5. Know the differences between a regular doctor, your OB, and an RE;Reproductive Endocrinologist. Just because your doctor has a medical degree from fancy college.. does not make him a specialist on infertility.
6. Know what kind of test SHOULD be performed in order to rule certain issues out. You can find info HERE and HERE. Remember knowledge is power, and lets face it. Some of the time, your will have more knowledge about your body, then your doctor.
7. Remember, it's okay to release your inner bitch! Becoming your own advocate will get you so far with infertility. Some doctors want to drag their feet.. Don't let them. Or find a different doctor. I wast 6 months with a doctor only to find out later, biggest waste of time and money!
8. Infertility is hard enough as it is, but if you can't become your own voice, and stand up for your needs. You will not be doing yourself any good. It is okay to be selfish in these time. If you need to skip a baby shower, or skipping out a family dinner cause your cousin is pregnant, again, for the 3rd time. Then do it. Your family, and your friends may not support you, and call you out on it. Who cares. You DESERVE HAPPINESS, and until you can cope with infertility, you are completely allowed to skip certain events.
9. Don't assume everyone will be compassionate about your pain. Some people might say they understand, or they are sorry. People will say THE DUMBEST things to you, assuming it will help. Let it roll off your back. There are support groups throughout the country, and support groups online. There will always be SOMEONE you understands. Don't be afraid to reach out.
10. Infertility takes a toll on everything.. Your marriage, your health, your relationships, your finances, It can at times become a complete obsession. Find different was of rekindling your romance, or different ways to celebrate small triumphs.
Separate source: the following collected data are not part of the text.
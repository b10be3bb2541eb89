//! Typed representation of Terraform value types.
//!
//! Every field extracted from a provider schema becomes one of three shapes:
//! a primitive scalar, a homogeneous container, or an object of named fields.
//! The tree is built once per run and read by every generator.

use std::fmt;

use indexmap::IndexMap;
use serde::{Deserialize, Serialize};

/// Scalar kinds understood by Terraform.
#[derive(Debug, Clone, Copy, PartialEq, Eq, Hash, Serialize, Deserialize)]
#[serde(rename_all = "lowercase")]
pub enum PrimitiveKind {
    String,
    Bool,
    Number,
}

impl PrimitiveKind {
    pub fn as_str(&self) -> &'static str {
        match self {
            PrimitiveKind::String => "string",
            PrimitiveKind::Bool => "bool",
            PrimitiveKind::Number => "number",
        }
    }

    pub fn from_str(s: &str) -> Option<Self> {
        match s {
            "string" => Some(PrimitiveKind::String),
            "bool" => Some(PrimitiveKind::Bool),
            "number" => Some(PrimitiveKind::Number),
            _ => None,
        }
    }
}

impl fmt::Display for PrimitiveKind {
    fn fmt(&self, f: &mut fmt::Formatter<'_>) -> fmt::Result {
        write!(f, "{}", self.as_str())
    }
}

/// Collection kinds understood by Terraform.
#[derive(Debug, Clone, Copy, PartialEq, Eq, Hash, Serialize, Deserialize)]
#[serde(rename_all = "lowercase")]
pub enum CollectionKind {
    List,
    Set,
    Map,
}

impl CollectionKind {
    pub fn as_str(&self) -> &'static str {
        match self {
            CollectionKind::List => "list",
            CollectionKind::Set => "set",
            CollectionKind::Map => "map",
        }
    }

    pub fn from_str(s: &str) -> Option<Self> {
        match s {
            "list" => Some(CollectionKind::List),
            "set" => Some(CollectionKind::Set),
            "map" => Some(CollectionKind::Map),
            _ => None,
        }
    }
}

impl fmt::Display for CollectionKind {
    fn fmt(&self, f: &mut fmt::Formatter<'_>) -> fmt::Result {
        write!(f, "{}", self.as_str())
    }
}

/// Attributes shared by every node of the tree.
#[derive(Debug, Clone, Default, PartialEq, Eq, Serialize, Deserialize)]
pub struct FieldMeta {
    pub optional: bool,
    pub description: Option<String>,
    pub sensitive: bool,
}

impl FieldMeta {
    pub fn new(optional: bool, description: Option<String>, sensitive: bool) -> Self {
        Self {
            optional,
            description,
            sensitive,
        }
    }

    pub fn optional() -> Self {
        Self {
            optional: true,
            ..Self::default()
        }
    }
}

#[derive(Debug, Clone, PartialEq, Eq, Serialize, Deserialize)]
pub struct Primitive {
    pub kind: PrimitiveKind,
    pub meta: FieldMeta,
}

#[derive(Debug, Clone, PartialEq, Eq, Serialize, Deserialize)]
pub struct Container {
    pub kind: CollectionKind,
    pub element: Box<TerraformType>,
    pub meta: FieldMeta,
}

/// A group of named fields.
///
/// `is_block` selects block syntax (`name { ... }`) over attribute syntax
/// (`name = { ... }`). Field order is the discovery order in the schema.
#[derive(Debug, Clone, Default, PartialEq, Eq, Serialize, Deserialize)]
pub struct Object {
    pub fields: IndexMap<String, TerraformType>,
    pub is_block: bool,
    pub meta: FieldMeta,
}

impl Object {
    pub fn block(fields: IndexMap<String, TerraformType>, meta: FieldMeta) -> Self {
        Self {
            fields,
            is_block: true,
            meta,
        }
    }

    pub fn attribute(fields: IndexMap<String, TerraformType>, meta: FieldMeta) -> Self {
        Self {
            fields,
            is_block: false,
            meta,
        }
    }

    /// An object is sensitive when it is flagged itself or any field is.
    pub fn is_sensitive(&self) -> bool {
        self.meta.sensitive || self.fields.values().any(TerraformType::is_sensitive)
    }
}

/// A Terraform value type with its per-field attributes.
#[derive(Debug, Clone, PartialEq, Eq, Serialize, Deserialize)]
#[serde(tag = "shape", rename_all = "lowercase")]
pub enum TerraformType {
    Primitive(Primitive),
    Container(Container),
    Object(Object),
}

impl TerraformType {
    pub fn primitive(kind: PrimitiveKind, meta: FieldMeta) -> Self {
        TerraformType::Primitive(Primitive { kind, meta })
    }

    pub fn container(kind: CollectionKind, element: TerraformType, meta: FieldMeta) -> Self {
        TerraformType::Container(Container {
            kind,
            element: Box::new(element),
            meta,
        })
    }

    pub fn meta(&self) -> &FieldMeta {
        match self {
            TerraformType::Primitive(p) => &p.meta,
            TerraformType::Container(c) => &c.meta,
            TerraformType::Object(o) => &o.meta,
        }
    }

    pub fn meta_mut(&mut self) -> &mut FieldMeta {
        match self {
            TerraformType::Primitive(p) => &mut p.meta,
            TerraformType::Container(c) => &mut c.meta,
            TerraformType::Object(o) => &mut o.meta,
        }
    }

    pub fn is_optional(&self) -> bool {
        self.meta().optional
    }

    /// Description of the node. An empty description counts as none.
    pub fn description(&self) -> Option<&str> {
        self.meta().description.as_deref().filter(|d| !d.is_empty())
    }

    /// Sensitivity of a node. Objects are sensitive when any of their fields
    /// are, checked recursively on every call.
    pub fn is_sensitive(&self) -> bool {
        match self {
            TerraformType::Primitive(p) => p.meta.sensitive,
            TerraformType::Container(c) => c.meta.sensitive,
            TerraformType::Object(o) => o.is_sensitive(),
        }
    }

    /// True for objects rendered with block syntax.
    pub fn is_block(&self) -> bool {
        matches!(self, TerraformType::Object(o) if o.is_block)
    }

    pub fn as_object(&self) -> Option<&Object> {
        match self {
            TerraformType::Object(o) => Some(o),
            _ => None,
        }
    }
}

impl From<Object> for TerraformType {
    fn from(object: Object) -> Self {
        TerraformType::Object(object)
    }
}

/// Compact one-line view of the type, used in error messages.
impl fmt::Display for TerraformType {
    fn fmt(&self, f: &mut fmt::Formatter<'_>) -> fmt::Result {
        match self {
            TerraformType::Primitive(p) => write!(f, "{}", p.kind),
            TerraformType::Container(c) => write!(f, "{}({})", c.kind, c.element),
            TerraformType::Object(o) => {
                write!(f, "{}({{", if o.is_block { "block" } else { "object" })?;
                for (i, (name, typ)) in o.fields.iter().enumerate() {
                    if i > 0 {
                        write!(f, ", ")?;
                    }
                    write!(f, "{} = {}", name, typ)?;
                }
                write!(f, "}})")
            }
        }
    }
}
11. Having a baby, doesn't fix your sorrows and real pain of infertility. Adopting a baby, or conceiving one doesn't erase the pain you went through to get to that point. Your reality of infertility is just that, REALITY.
12. You can never do enough research. Seriously. Research EVERYTHING!!! The meds, the doctors, everything under the sun!! I have looked up countless things on the Internet attempting to gain some knowledge, and it has really helped. If you can't find it, don't be afraid to call you doctor, or find another infertile, and hit her up!
13. Always remember.. Infertility does not define you as a person. Although it has, and will create a huge impact on your life.. It doesn't mean you are that person. Break free from that mold. Become an advocate for infertility. It is a real disease, thousands and thousands of people are suffering from it. Don't be afraid to stand up and speak out. Someone else could be suffering in silence, and you could be their saving grace.
I wish I could hug you, and tell you that everything is going to be alright. But I can't make that promise. You are the maker of your life, and you can control the path you take. Knowledge is power. Don't lose hope, don't let infertility consume you. You are better than this, and some stupid condition isn't going to rule your life.
I hope this has helped. It was wonderful to be able to get some insight from the other ladies in my life that have, and or are in the same shoes as myself. Be brave in your journey, regardless of where it takes you.